O homem livre é senhor da sua vontade e escravo somente da sua consciência, escreveu Aristóteles. Schopenhauer, no entanto, séculos depois, discordou. Para o alemão, o homem é escravo de sua vontade. Como um hamster, correndo desesperadamente em uma roda de exercícios em sua jaula. Tão logo um passo é dado, há necessidade de outro. O conjunto destes passos, entretanto, não chega a lugar nenhum. É um movimento elíptico eterno.
Nas palavras de Schopenhauer, “o desejo, por sua natureza, é dor. A sua realização traz rapidamente a saciedade; a posse mata todo o encanto; o desejo ou a necessidade de novo se apresentam sob nova forma. Senão, é o nada, é o vazio (…).” Saciado um desejo ou necessidade, outro surgirá. A sina é estar sempre insatisfeito.
Segundo o filósofo, uma das formas de saltar da roda dos desejos é pela apreciação das artes. A contemplação da arte é o bálsamo que aplaca o desejo. Se Schopenhauer se erguesse do túmulo atualmente, ficaria surpreso com Romero Britto e o mercado das artes. Coitado. Arrisco dizer – quiçá um pouco enviesado – que a redenção da vontade é beber.
Só que tem que ser com moderação, né Schopen?
Mas, mesmo aí, há o desejo. Aquele, de experimentar sempre algo melhor. Mais sofisticado, lapidado, mais intenso ou exclusivo. Por muito tempo, para os entusiastas de rye whiskey no Brasil, este desejo era quase impossível de ser satisfeito. Nosso mercado simplesmente interrompia a corrida do roedor quase antes de começar. Até agora.
A oferta de Rye Whiskey em nosso país é bem limitada. Por algum tempo, tivemos duas expressões da Wild Turkey – dentre, eles, o queridíssimo 101, que possuía 50,5% de ABV. Atualmente, temos apenas a versão básica, com graduação de 40%, e com distribuição limitada. Além deles, há também o Jim Beam Rye. Que é bem decente, mas com 51% de centeio em sua receita, e 40% de graduação alcoólica, é um whiskey dócil, que às vezes carece do punch de alguns outros rye mais sofisticados.

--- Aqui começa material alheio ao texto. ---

//! The four-role authorization model.
//!
//! Role names must match the CHECK constraint on `users.role` in the
//! migrations.

use serde::{Deserialize, Serialize};

pub const ROLE_ADMIN: &str = "admin";
pub const ROLE_PHYSICAL_STAFF: &str = "physical_staff";
pub const ROLE_FINANCIAL_STAFF: &str = "financial_staff";
pub const ROLE_REGISTRAR: &str = "registrar";

/// A user's role. Stored as text; parsed at the API boundary.
#[derive(Debug, Clone, Copy, PartialEq, Eq, Serialize, Deserialize)]
#[serde(rename_all = "snake_case")]
pub enum Role {
    Admin,
    PhysicalStaff,
    FinancialStaff,
    Registrar,
}

impl Role {
    /// The wire/database representation of this role.
    pub fn as_str(self) -> &'static str {
        match self {
            Role::Admin => ROLE_ADMIN,
            Role::PhysicalStaff => ROLE_PHYSICAL_STAFF,
            Role::FinancialStaff => ROLE_FINANCIAL_STAFF,
            Role::Registrar => ROLE_REGISTRAR,
        }
    }

    /// Parse a stored role name. Returns `None` for unknown names.
    pub fn parse(s: &str) -> Option<Role> {
        match s {
            ROLE_ADMIN => Some(Role::Admin),
            ROLE_PHYSICAL_STAFF => Some(Role::PhysicalStaff),
            ROLE_FINANCIAL_STAFF => Some(Role::FinancialStaff),
            ROLE_REGISTRAR => Some(Role::Registrar),
            _ => None,
        }
    }

    /// All valid role names, for registration validation messages.
    pub fn all_names() -> [&'static str; 4] {
        [
            ROLE_ADMIN,
            ROLE_PHYSICAL_STAFF,
            ROLE_FINANCIAL_STAFF,
            ROLE_REGISTRAR,
        ]
    }
}

impl std::fmt::Display for Role {
    fn fmt(&self, f: &mut std::fmt::Formatter<'_>) -> std::fmt::Result {
        f.write_str(self.as_str())
    }
}

#[cfg(test)]
mod tests {
    use super::*;

    #[test]
    fn test_parse_round_trips_all_roles() {
        for name in Role::all_names() {
            let role = Role::parse(name).expect("known role name must parse");
            assert_eq!(role.as_str(), name);
        }
    }

    #[test]
    fn test_parse_rejects_unknown() {
        assert!(Role::parse("superuser").is_none());
        assert!(Role::parse("").is_none());
        // Legacy camelCase spelling is not accepted.
        assert!(Role::parse("physicalStaff").is_none());
    }
}
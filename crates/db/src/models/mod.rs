//! Domain model structs and DTOs.
//!
//! Each submodule contains:
//! - A `FromRow` + `Serialize` entity struct matching the database row
//! - A `Deserialize` create DTO for inserts
//! - A `Deserialize` update DTO (all `Option` fields) for patches

pub mod progress;
pub mod project;
pub mod session;
pub mod user;
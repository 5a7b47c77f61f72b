//! In-memory backend
//!
//! Serves access records held in memory. Used by tests and by callers that
//! already have the rows at hand.

use std::sync::Arc;

use async_trait::async_trait;

use crate::backend::{QueryBackend, scan_records};
use crate::error::QueryError;
use crate::event::{AccessEvent, AccessRecord};
use crate::scan::EventScan;

/// Backend over a fixed set of access records
#[derive(Debug, Clone, Default)]
pub struct MemoryBackend {
    records: Arc<Vec<AccessRecord>>,
}

impl MemoryBackend {
    /// Create a backend over the given records
    pub fn new(records: Vec<AccessRecord>) -> Self {
        Self {
            records: Arc::new(records),
        }
    }

    /// Number of records held
    pub fn len(&self) -> usize {
        self.records.len()
    }

    /// Check if empty
    pub fn is_empty(&self) -> bool {
        self.records.is_empty()
    }
}

#[async_trait]
impl QueryBackend for MemoryBackend {
    async fn scan(&self, scan: &EventScan) -> Result<Vec<AccessEvent>, QueryError> {
        let events = scan_records(self.records.iter(), scan);

        tracing::debug!(
            records = self.records.len(),
            events = events.len(),
            object_set = %scan.object_set,
            "scanned in-memory records"
        );

        Ok(events)
    }

    async fn health_check(&self) -> Result<(), QueryError> {
        Ok(())
    }

    fn name(&self) -> &'static str {
        "memory"
    }
}

#[cfg(test)]
mod tests {
    use super::*;
    use crate::event::{AccessedObject, ObjectSet};
    use chrono::{TimeZone, Utc};

    fn record(hour: u32, user: &str) -> AccessRecord {
        AccessRecord {
            query_start_time: Utc.with_ymd_and_hms(2024, 5, 10, hour, 0, 0).unwrap(),
            user_name: user.into(),
            base_objects_accessed: vec![AccessedObject::new(1, "A_PRD_T1", "Table")],
            direct_objects_accessed: vec![
                AccessedObject::new(2, "A_PRD_V1", "View"),
                AccessedObject::new(3, "A_PRD_V2", "View"),
            ],
        }
    }

    #[tokio::test]
    async fn test_scan_applies_boundary() {
        let backend = MemoryBackend::new(vec![record(8, "X"), record(9, "Y"), record(10, "Z")]);
        let since = Utc.with_ymd_and_hms(2024, 5, 10, 9, 0, 0).unwrap();

        let events = backend
            .scan(&EventScan::new(ObjectSet::Base, since))
            .await
            .unwrap();

        assert_eq!(events.len(), 2);
        assert!(events.iter().all(|e| e.timestamp >= since));
    }

    #[tokio::test]
    async fn test_scan_object_set() {
        let backend = MemoryBackend::new(vec![record(8, "X")]);
        let since = Utc.with_ymd_and_hms(2024, 1, 1, 0, 0, 0).unwrap();

        let direct = backend
            .scan(&EventScan::new(ObjectSet::Direct, since))
            .await
            .unwrap();

        assert_eq!(direct.len(), 2);
        assert_eq!(backend.name(), "memory");
        assert!(backend.health_check().await.is_ok());
    }
}
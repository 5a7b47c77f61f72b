//! Event filter configuration

use serde::Deserialize;

/// Environment allow-list and exclusions applied to every aggregation
///
/// # Example
///
/// ```toml
/// [filters]
/// environments = ["PRD", "TST", "DEV"]
/// exclude_users = ["SYSTEM"]
/// exclude_domain = "Stage"
/// ```
#[derive(Debug, Clone, PartialEq, Eq, Deserialize)]
#[serde(default)]
pub struct FiltersConfig {
    /// Environments a caller may select
    pub environments: Vec<String>,

    /// Actors whose accesses are never counted
    pub exclude_users: Vec<String>,

    /// Object domain that is never counted (transient staging objects)
    pub exclude_domain: String,
}

impl FiltersConfig {
    /// Whether `environment` is one of the selectable environments
    pub fn allows(&self, environment: &str) -> bool {
        self.environments.iter().any(|e| e == environment)
    }
}

impl Default for FiltersConfig {
    fn default() -> Self {
        Self {
            environments: vec!["PRD".into(), "TST".into(), "DEV".into()],
            exclude_users: vec!["SYSTEM".into()],
            exclude_domain: "Stage".into(),
        }
    }
}
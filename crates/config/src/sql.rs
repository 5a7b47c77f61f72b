//! Warehouse SQL naming
//!
//! Only used to render the grouped-count statement a warehouse executor would
//! run (`egress explain`). Filter values are always bound, never spliced in.

use serde::Deserialize;

/// Names of the access history view and the parsing functions in the warehouse
///
/// # Example
///
/// ```toml
/// [sql]
/// access_history = "snowflake.account_usage.access_history"
/// environment_fn = "demo_db.public.myenv"
/// namespace_fn = "demo_db.public.myns"
/// ```
#[derive(Debug, Clone, PartialEq, Eq, Deserialize)]
#[serde(default)]
pub struct SqlConfig {
    /// Fully qualified access history view
    pub access_history: String,

    /// Function returning the environment of an object name
    pub environment_fn: String,

    /// Function returning the namespace of an object name
    pub namespace_fn: String,
}

impl Default for SqlConfig {
    fn default() -> Self {
        Self {
            access_history: "snowflake.account_usage.access_history".into(),
            environment_fn: "demo_db.public.myenv".into(),
            namespace_fn: "demo_db.public.myns".into(),
        }
    }
}
//! Configuration validation
//!
//! Validates config consistency:
//! - Window offsets point at or before the end of the bucket sequence
//! - Lookbacks stay within a century of the current bucket
//! - At least one environment is selectable, none blank
//! - The parser pattern compiles and captures namespace and environment
//! - SQL names are plain dotted identifiers

use regex::Regex;

use crate::Config;
use crate::error::{ConfigError, Result};
use crate::periods::PeriodRule;

/// Longest accepted lookbacks, one hundred years per period class
const MAX_HOURLY_LOOKBACK: u32 = 100 * 365 * 24;
const MAX_DAILY_LOOKBACK: u32 = 100 * 365;
const MAX_MONTHLY_LOOKBACK: u32 = 100 * 12;

/// Validate the entire configuration
pub fn validate_config(config: &Config) -> Result<()> {
    validate_periods(config)?;
    validate_filters(config)?;
    validate_parser(config)?;
    validate_sql(config)?;
    Ok(())
}

fn validate_periods(config: &Config) -> Result<()> {
    let periods = &config.periods;
    for (name, rule, max_lookback) in [
        ("periods.hourly", &periods.hourly, MAX_HOURLY_LOOKBACK),
        ("periods.daily", &periods.daily, MAX_DAILY_LOOKBACK),
        ("periods.monthly", &periods.monthly, MAX_MONTHLY_LOOKBACK),
    ] {
        validate_rule(name, rule, max_lookback)?;
    }
    Ok(())
}

fn validate_rule(section: &str, rule: &PeriodRule, max_lookback: u32) -> Result<()> {
    if rule.lookback > max_lookback {
        return Err(ConfigError::invalid_value(
            section,
            "lookback",
            format!("must be <= {}, got {}", max_lookback, rule.lookback),
        ));
    }
    if rule.window_offset > 0 {
        return Err(ConfigError::invalid_value(
            section,
            "window_offset",
            format!("must be <= 0, got {}", rule.window_offset),
        ));
    }
    Ok(())
}

fn validate_filters(config: &Config) -> Result<()> {
    let filters = &config.filters;
    if filters.environments.is_empty() {
        return Err(ConfigError::NoEnvironments);
    }
    if filters.environments.iter().any(|e| e.trim().is_empty()) {
        return Err(ConfigError::invalid_value(
            "filters",
            "environments",
            "environment names must not be blank",
        ));
    }
    Ok(())
}

fn validate_parser(config: &Config) -> Result<()> {
    let parser = &config.parser;
    let re = Regex::new(&parser.pattern)
        .map_err(|e| ConfigError::invalid_value("parser", "pattern", e.to_string()))?;

    for group in ["namespace", "environment"] {
        if !re.capture_names().flatten().any(|name| name == group) {
            return Err(ConfigError::invalid_value(
                "parser",
                "pattern",
                format!("missing named group '{}'", group),
            ));
        }
    }

    if parser.sentinel.is_empty() {
        return Err(ConfigError::invalid_value(
            "parser",
            "sentinel",
            "must not be empty",
        ));
    }
    Ok(())
}

fn validate_sql(config: &Config) -> Result<()> {
    let sql = &config.sql;
    for (field, value) in [
        ("access_history", &sql.access_history),
        ("environment_fn", &sql.environment_fn),
        ("namespace_fn", &sql.namespace_fn),
    ] {
        if !is_dotted_identifier(value) {
            return Err(ConfigError::invalid_value(
                "sql",
                field,
                format!("'{}' is not a dotted identifier", value),
            ));
        }
    }
    Ok(())
}

/// `db.schema.name` style: non-empty parts of alphanumerics and underscores
fn is_dotted_identifier(s: &str) -> bool {
    !s.is_empty()
        && s.split('.').all(|part| {
            !part.is_empty() && part.chars().all(|c| c.is_ascii_alphanumeric() || c == '_')
        })
}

Este não é o caso do High West Double Rye. Sua mashbill é quase inteiramente composta por centeio – como eram os whiskies de centeio antigos, anteriores à lei seca norte-americana. Isso faz com que ele funcione maravilhosamente em coquetéis clássicos, como o Sazerac ou La Louisiane . Soma-se a isso sua graduação alcoólica de 46%, ótima para misturar e também bem boa para se beber puro. Aliás, no copo, ele apresenta também uma bela complexidade, com álcool bem integrado e personalidade.
O High West Double Rye, como o nome indica, não possui apenas uma mashbill. Mas duas. Ele é na verdade um blend entre ryes de destilarias distintas. O primeiro é um Rye Whiskey bem jovem da MGP, de aproximadamente dois anos, com 95% de centeio e 5% de malte. O segundo, um rye produzido pela própria High West, e maturado por aproximadamente 7 anos. Este, produzido inteiramente com centeio, sendo 20% maltado e 80% não maltado. A proporção dos dois ingredientes na mistura não é divulgada.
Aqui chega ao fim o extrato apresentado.